Luke’s missing, and now you’re back.’ She spreads her hands in a
gesture of futility. ‘It’s the three of us again, isn’t it? And then
when Julia gave me that photograph –’

‘I think Luke’s overstretched
himself,’ I say in a rush. ‘I think he’s taken on too much and
it’s all got to him. I think he’s still grieving for our mum and needed to
get away for a while to be by himself. It’s all just got him down. That’s
what I think.’

‘That’s a big speech from
you,’ she says wryly, and I know that she’s teasing me but, still, I see the
doubt in her eye.

She has almost finished her pint, and stares
at the dregs in the bottom of her glass. Her voice so low, I can hardly hear her, she
says: ‘Do you ever think about it? About what happened?’

My heart gives a
dull thud of fear. The dread that always lies at the pit of my stomach, like a sleeping
dog about to stir.

‘No,’ I say, my voice thick with
fatigue and stout. ‘No, I don’t.’

I don’t ask her whether she does – I
don’t want to – though she seems to be inching towards talking about it. Then my
mobile buzzes – a text – and I busy myself with checking it, grateful for the
distraction. ‘It’s Lauren,’ I say. ‘She’s
awake.’

Katie smiles and drains what remains of her
pint. ‘Best run along then,’ she says, turning to get her things.

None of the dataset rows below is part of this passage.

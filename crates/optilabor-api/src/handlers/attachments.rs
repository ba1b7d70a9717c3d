//! Attachment tag HTTP handlers.
//!
//! Lookup and listing of per-file tag records, plus direct reconciliation of
//! a tag list for callers that run detection themselves.

use axum::{
    extract::{Path, Query, State},
    http::StatusCode,
    Json,
};
use chrono::{DateTime, Utc};
use serde::{Deserialize, Serialize};

use optilabor_core::defaults::{PAGE_LIMIT, PAGE_LIMIT_MAX, PAGE_OFFSET};
use optilabor_core::{AttachmentRecord, ReconcileAction, ReconcileOutcome};

use crate::{ApiError, AppState};

/// Attachment record as returned by the API.
///
/// `tag_id` carries the comma-joined legacy encoding alongside the list.
#[derive(Debug, Serialize, Deserialize)]
pub struct AttachmentResponse {
    pub file_name: String,
    pub tags: Vec<String>,
    pub tag_id: String,
    pub created_at_utc: DateTime<Utc>,
    pub updated_at_utc: DateTime<Utc>,
}

impl From<AttachmentRecord> for AttachmentResponse {
    fn from(record: AttachmentRecord) -> Self {
        Self {
            tag_id: record.tag_id(),
            tags: record.tags.as_slice().to_vec(),
            file_name: record.file_name,
            created_at_utc: record.created_at_utc,
            updated_at_utc: record.updated_at_utc,
        }
    }
}

/// Result of one reconcile call.
#[derive(Debug, Serialize, Deserialize)]
pub struct ReconcileResponse {
    pub action: ReconcileAction,
    pub added: Vec<String>,
    pub attachment: AttachmentResponse,
}

impl From<ReconcileOutcome> for ReconcileResponse {
    fn from(outcome: ReconcileOutcome) -> Self {
        Self {
            action: outcome.action,
            added: outcome.added,
            attachment: outcome.record.into(),
        }
    }
}

/// Pagination metadata for list responses.
#[derive(Debug, Serialize, Deserialize)]
pub struct PaginationMeta {
    pub total: i64,
    pub limit: i64,
    pub offset: i64,
    pub has_more: bool,
}

#[derive(Debug, Serialize, Deserialize)]
pub struct ListAttachmentsResponse {
    pub data: Vec<AttachmentResponse>,
    pub pagination: PaginationMeta,
}

#[derive(Debug, Deserialize)]
pub struct ListAttachmentsQuery {
    pub limit: Option<i64>,
    pub offset: Option<i64>,
}

#[derive(Debug, Deserialize)]
pub struct ReconcileTagsRequest {
    #[serde(default)]
    pub tags: Vec<String>,
}

/// List attachment records ordered by file name.
///
/// # Query Parameters
/// - `limit`: page size, 1 to 500 (default 50)
/// - `offset`: records to skip (default 0)
pub async fn list_attachments(
    State(state): State<AppState>,
    Query(query): Query<ListAttachmentsQuery>,
) -> Result<Json<ListAttachmentsResponse>, ApiError> {
    let limit = query.limit.unwrap_or(PAGE_LIMIT).clamp(1, PAGE_LIMIT_MAX);
    let offset = query.offset.unwrap_or(PAGE_OFFSET).max(0);

    let records = state.attachments().list(limit, offset).await?;
    let total = state.attachments().count().await?;
    let has_more = offset + (records.len() as i64) < total;

    Ok(Json(ListAttachmentsResponse {
        data: records.into_iter().map(Into::into).collect(),
        pagination: PaginationMeta {
            total,
            limit,
            offset,
            has_more,
        },
    }))
}

/// Get the tag record for one file name.
///
/// # Returns
/// - 200 OK with the record
/// - 404 Not Found if no detection event was ever recorded for the name
pub async fn get_attachment(
    State(state): State<AppState>,
    Path(file_name): Path<String>,
) -> Result<Json<AttachmentResponse>, ApiError> {
    let record = state
        .attachments()
        .get(&file_name)
        .await?
        .ok_or_else(|| ApiError::NotFound(format!("Attachment {} not found", file_name)))?;
    Ok(Json(record.into()))
}

/// Reconcile a tag list for a file name.
///
/// # Returns
/// - 201 Created when the record did not exist
/// - 200 OK when an existing record was extended or left unchanged
/// - 400 Bad Request for an invalid file name or tag
pub async fn reconcile_tags(
    State(state): State<AppState>,
    Path(file_name): Path<String>,
    Json(body): Json<ReconcileTagsRequest>,
) -> Result<(StatusCode, Json<ReconcileResponse>), ApiError> {
    let outcome = state.reconciler.reconcile(&file_name, &body.tags).await?;
    let status = if outcome.action == ReconcileAction::Created {
        StatusCode::CREATED
    } else {
        StatusCode::OK
    };
    Ok((status, Json(outcome.into())))
}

When I get back, Lauren is not in the room.
Her latest text says:
Need fresh air. Gone for a stroll in the park.

I climb into bed and fall into a deep sleep.
I sleep all night and wake early, feeling dazed and weary. At first I don’t know
where I am. The bed sheets feel strange to my touch. I open my eyes and reach for Lauren
only to find that I am alone. I sit up and call her name but there is no answer from the
bathroom.

I reach for my phone on the bedside locker.
There’s a missed call from Julia. As I swing my legs out and get to my feet, the
door opens and Lauren enters. As soon as I see her I know that something has happened.
She’s agitated and there is an urgency to her movements that is foreign to me.

‘Look,’ she says, holding a
newspaper up to me. I feel a sudden plunge of dread as I take it from her, steeling
myself for the news I’ve been waiting for.

But when I study the paper, the headline and
photographs,
there is nothing about Luke,
nothing at all. Instead, it’s a piece about a terrorist attack.

‘It’s in Westlands,’ she
says. ‘They don’t know yet how many are dead.’

‘Nairobi?’ I say, confused, as
she crosses the room and switches on the TV, flicking rapidly through the channels until
she finds Sky News.

‘A gang of terrorists armed with
AK-47s and grenades have taken over a shopping mall.’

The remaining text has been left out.